“My dear, would you like the little musician?” said Oscar Wilde to André Gide. Nearly choking with nervousness, André croaked back – “Yes!”
The scene was Algeria, 1895, and Gide and Wilde had met up by chance while both travelling in North Africa. While they were sitting one evening in a somewhat louche cafe, “a marvellous youth” appeared and started to play the flute. Oscar arranged for André to meet the young man later. It was a crucial experience for Gide whose sexual adventures up to that time had been pretty thin on the ground. Twenty-five years later, Gide was to write: “Since then, whenever I have sought pleasure, it is the memory of that night which I have pursued.”
Oscar and André had met a few years earlier, in Paris, but at that time Oscar’s influence was largely intellectual. Alan Sheridan puts forward the view that this earlier encounter “accelerated the intellectual and emotional movement away from the Christian puritanism of [Gide’s] youth, and thus prepared the way for the later physical experiences. It is arguable that Gide would have found his way without Wilde’s help, but the sheer brilliance ... of Wilde’s reversal of all the moral precepts to which Gide had clung must have accelerated the process.”
Jonathan Fryer offers a brilliant analysis of the effect the two men had on each other, at a time when Wilde was reaching the zenith of his powers and success, while Gide was still young and impressionable. Fryer also provides a highly readable account of the literary and social background of the late 90s, particularly in Paris, and of Gide’s life during the disastrous events which were to overtake Wilde; it was only a few months after the “little musician” incident that Wilde was to face trial in England.
Fryer discusses with insight a further similarity between the two men: both were married, but the differences between the two marriages were significant. Wilde’s marriage to Constance was of course consummated, and his early married life was to all appearances a happy one. Gide, on the other hand, married his cousin Madeleine, with whom he had always had a close emotional relationship, but theirs was a marriage blanc – in fact he treated her more like a sister. Sheridan comments that “a degree of revulsion to the physical implications of love operated on both sides.” Each of these women, in different ways, led tragic lives.
Wilde’s and Gide’s lives overlapped for only a relatively short period – Wilde died in 1900, a few years after he was released from prison, whereas Gide went on to become a towering figure in French literature, and a Nobel prize winner. He died in 1951 at the age of 82.

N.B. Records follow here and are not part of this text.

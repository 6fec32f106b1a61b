use crate::client::ObservedResponse;
use crate::verdict::VerifyError;
use reqwest::StatusCode;
use serde::de::DeserializeOwned;
use tracing::debug;

pub fn verify_status_code(res: &ObservedResponse, code: StatusCode) -> Result<(), VerifyError> {
    verify_status_codes(res, &[code])
}

pub fn verify_status_codes(
    res: &ObservedResponse,
    allowed: &[StatusCode],
) -> Result<(), VerifyError> {
    if allowed.contains(&res.status) {
        return Ok(());
    }
    let expected: Vec<u16> = allowed.iter().map(|c| c.as_u16()).collect();
    debug!(status = res.status.as_u16(), request = %res.request_line(), "Unexpected status code");
    Err(VerifyError::invalid_status(res, &expected))
}

/// Content-Type must start with `content_type` (parameters like charset are ignored)
pub fn verify_content_type(res: &ObservedResponse, content_type: &str) -> Result<(), VerifyError> {
    if res.content_type().starts_with(content_type) {
        Ok(())
    } else {
        Err(VerifyError::invalid_content_type(res, content_type))
    }
}

pub fn verify_json_body<T: DeserializeOwned>(res: &ObservedResponse) -> Result<T, VerifyError> {
    serde_json::from_slice(&res.body).map_err(|e| VerifyError::invalid_json(res, e))
}

/// Status, content type, then body: the usual shape gate of a JSON endpoint
pub fn verify_json_response<T: DeserializeOwned>(
    res: &ObservedResponse,
    code: StatusCode,
    content_type: &str,
) -> Result<T, VerifyError> {
    verify_status_code(res, code)?;
    verify_content_type(res, content_type)?;
    verify_json_body(res)
}

pub fn verify_text(res: &ObservedResponse, text: &str, expected: &str) -> Result<(), VerifyError> {
    if text == expected {
        Ok(())
    } else {
        Err(VerifyError::text_mismatch(res, expected, text))
    }
}

pub fn verify_4xx_error(
    res: &ObservedResponse,
    text: &str,
    expected_text: &str,
    expected_code: StatusCode,
) -> Result<(), VerifyError> {
    verify_status_code(res, expected_code)?;
    verify_text(res, text, expected_text)
}

pub fn verify_not_signed_in(res: &ObservedResponse, text: &str) -> Result<(), VerifyError> {
    verify_4xx_error(res, text, "you are not signed in", StatusCode::UNAUTHORIZED)
}

pub fn verify_bad_request_body(res: &ObservedResponse, text: &str) -> Result<(), VerifyError> {
    verify_4xx_error(res, text, "bad request body", StatusCode::BAD_REQUEST)
}

pub fn verify_entity_not_found(res: &ObservedResponse, text: &str) -> Result<(), VerifyError> {
    verify_4xx_error(res, text, "not found: isu", StatusCode::NOT_FOUND)
}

From a relatively early date, Gide discussed his homosexuality in his books and elsewhere with commendable courage. His earlier autobiographical work, If it Die (Si le Grain ne Meurt), describes his African encounters, and in 1925 he published Corydon, an essay on homosexuality and its place in society, written in the form of a Socratic dialogue. Some of his arguments now strike us, inevitably, as dated, but to have published such a book at all at that time, even in the relatively more civilised culture of France, was brave.
Gide also took a wide-ranging interest in social and political affairs. Like many intellectuals in France and England in the 1930s he became enthusiastic about Soviet Communism and the “successful experiment” which many at the time thought that Stalin was bringing about. Courted by the Soviet authorities, he went to Russia in 1936 and was invited to give the Funeral oration for the writer Gorky. There is an intriguing photograph of Gide standing on the podium beside Stalin and Molotov, delivering the oration in Red Square.
But disillusion was soon to set in, and Gide realised that he, like many others, had been duped. He publicly recanted his pro-Communist views in a book called Retour de l’URSS, which naturally brought opposition from his erstwhile left-wing friends.
Alan Sheridan’s biography of Gide is nothing if not comprehensive; at over 700 pages it gives more detail on his subject’s life than you might want to know. It is a scholarly work, with all the apparatus that one has come to expect of contemporary biographies – a forest of footnotes, an extensive bibliography and index. Jonathan Fryer deals only with the period in which Gide and Wilde knew each other, and his approach is less academically stringent; the two books are admirably complementary.